### What is being asked:
Output exactly the lines that run from the line with "use super::*;" to the end of the material, both ends included, and no other lines.

### Record set:
== Segment start ==
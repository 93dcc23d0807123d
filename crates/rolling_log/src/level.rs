//! Log levels and their textual flags.

use std::fmt;
use thiserror::Error;

/// Flag selecting [`Level::Debug`].
pub const DEBUG_FLAG: &str = "debug";
/// Flag selecting [`Level::Info`].
pub const INFO_FLAG: &str = "info";
/// Flag selecting [`Level::Warn`].
pub const WARN_FLAG: &str = "warn";
/// Flag selecting [`Level::Error`].
pub const ERROR_FLAG: &str = "error";

/// Log level for filtering messages.
///
/// Levels are ordered by severity; a logger suppresses every message whose
/// level is lower than its threshold.
#[derive(Debug, Clone, Copy, PartialEq, Eq, Hash, PartialOrd, Ord, Default)]
pub enum Level {
    /// Debug level (most verbose).
    Debug,
    /// Info level (default).
    #[default]
    Info,
    /// Warning level.
    Warn,
    /// Error level (least verbose).
    Error,
}

impl Level {
    /// All levels, most verbose first.
    pub const ALL: [Self; 4] = [Self::Debug, Self::Info, Self::Warn, Self::Error];

    /// Returns the flag name of the level.
    #[must_use]
    pub fn as_str(&self) -> &'static str {
        match self {
            Self::Debug => DEBUG_FLAG,
            Self::Info => INFO_FLAG,
            Self::Warn => WARN_FLAG,
            Self::Error => ERROR_FLAG,
        }
    }

    /// Returns the single-character tag written at the start of each line.
    #[must_use]
    pub fn as_char(&self) -> char {
        match self {
            Self::Debug => 'D',
            Self::Info => 'I',
            Self::Warn => 'W',
            Self::Error => 'E',
        }
    }
}

impl fmt::Display for Level {
    fn fmt(&self, f: &mut fmt::Formatter<'_>) -> fmt::Result {
        f.write_str(self.as_str())
    }
}

impl std::str::FromStr for Level {
    type Err = ParseLevelError;

    fn from_str(s: &str) -> Result<Self, Self::Err> {
        match s {
            DEBUG_FLAG => Ok(Self::Debug),
            INFO_FLAG => Ok(Self::Info),
            WARN_FLAG => Ok(Self::Warn),
            ERROR_FLAG => Ok(Self::Error),
            _ => Err(ParseLevelError(s.to_string())),
        }
    }
}

/// Error returned when parsing an invalid log level string.
///
/// Accepted names are exactly `debug`, `info`, `warn` and `error`.
///
/// ```rust
/// use rolling_log::Level;
/// use std::str::FromStr;
///
/// assert!(Level::from_str("warn").is_ok());
/// assert!(Level::from_str("warning").is_err());
/// assert!(Level::from_str("WARN").is_err());
/// ```
#[derive(Error, Debug, Clone, PartialEq, Eq)]
#[error("invalid level: {0:?}")]
pub struct ParseLevelError(pub(crate) String);

impl ParseLevelError {
    /// The rejected input.
    #[must_use]
    pub fn input(&self) -> &str {
        &self.0
    }
}

/// A specialized [`Result`] type for level parsing operations.
pub type ParseResult<T> = std::result::Result<T, ParseLevelError>;

#[cfg(test)]
mod tests {
    use super::*;

    #[test]
    fn test_level_ordering() {
        assert!(Level::Debug < Level::Info);
        assert!(Level::Info < Level::Warn);
        assert!(Level::Warn < Level::Error);
    }

    #[test]
    fn test_level_parse() {
        assert_eq!("debug".parse::<Level>().unwrap(), Level::Debug);
        assert_eq!("info".parse::<Level>().unwrap(), Level::Info);
        assert_eq!("warn".parse::<Level>().unwrap(), Level::Warn);
        assert_eq!("error".parse::<Level>().unwrap(), Level::Error);
        assert!("warning".parse::<Level>().is_err());
        assert!("fatal".parse::<Level>().is_err());
    }

    #[test]
    fn test_level_parse_is_case_sensitive() {
        for input in ["INFO", "Debug", "wArN", "ERROR"] {
            let err = input.parse::<Level>().unwrap_err();
            assert_eq!(err.input(), input);
        }
    }

    #[test]
    fn test_level_char() {
        let chars: String = Level::ALL.iter().map(Level::as_char).collect();
        assert_eq!(chars, "DIWE");
    }

    #[test]
    fn test_parse_error_keeps_input() {
        let err = "loud".parse::<Level>().unwrap_err();
        assert_eq!(err.input(), "loud");
    }
}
== Segment end ==
### Answer for this exercise:
    use super::*;

    #[test]
    fn test_level_ordering() {
        assert!(Level::Debug < Level::Info);
        assert!(Level::Info < Level::Warn);
        assert!(Level::Warn < Level::Error);
    }

    #[test]
    fn test_level_parse() {
        assert_eq!("debug".parse::<Level>().unwrap(), Level::Debug);
        assert_eq!("info".parse::<Level>().unwrap(), Level::Info);
        assert_eq!("warn".parse::<Level>().unwrap(), Level::Warn);
        assert_eq!("error".parse::<Level>().unwrap(), Level::Error);
        assert!("warning".parse::<Level>().is_err());
        assert!("fatal".parse::<Level>().is_err());
    }

    #[test]
    fn test_level_parse_is_case_sensitive() {
        for input in ["INFO", "Debug", "wArN", "ERROR"] {
            let err = input.parse::<Level>().unwrap_err();
            assert_eq!(err.input(), input);
        }
    }

    #[test]
    fn test_level_char() {
        let chars: String = Level::ALL.iter().map(Level::as_char).collect();
        assert_eq!(chars, "DIWE");
    }

    #[test]
    fn test_parse_error_keeps_input() {
        let err = "loud".parse::<Level>().unwrap_err();
        assert_eq!(err.input(), "loud");
    }
}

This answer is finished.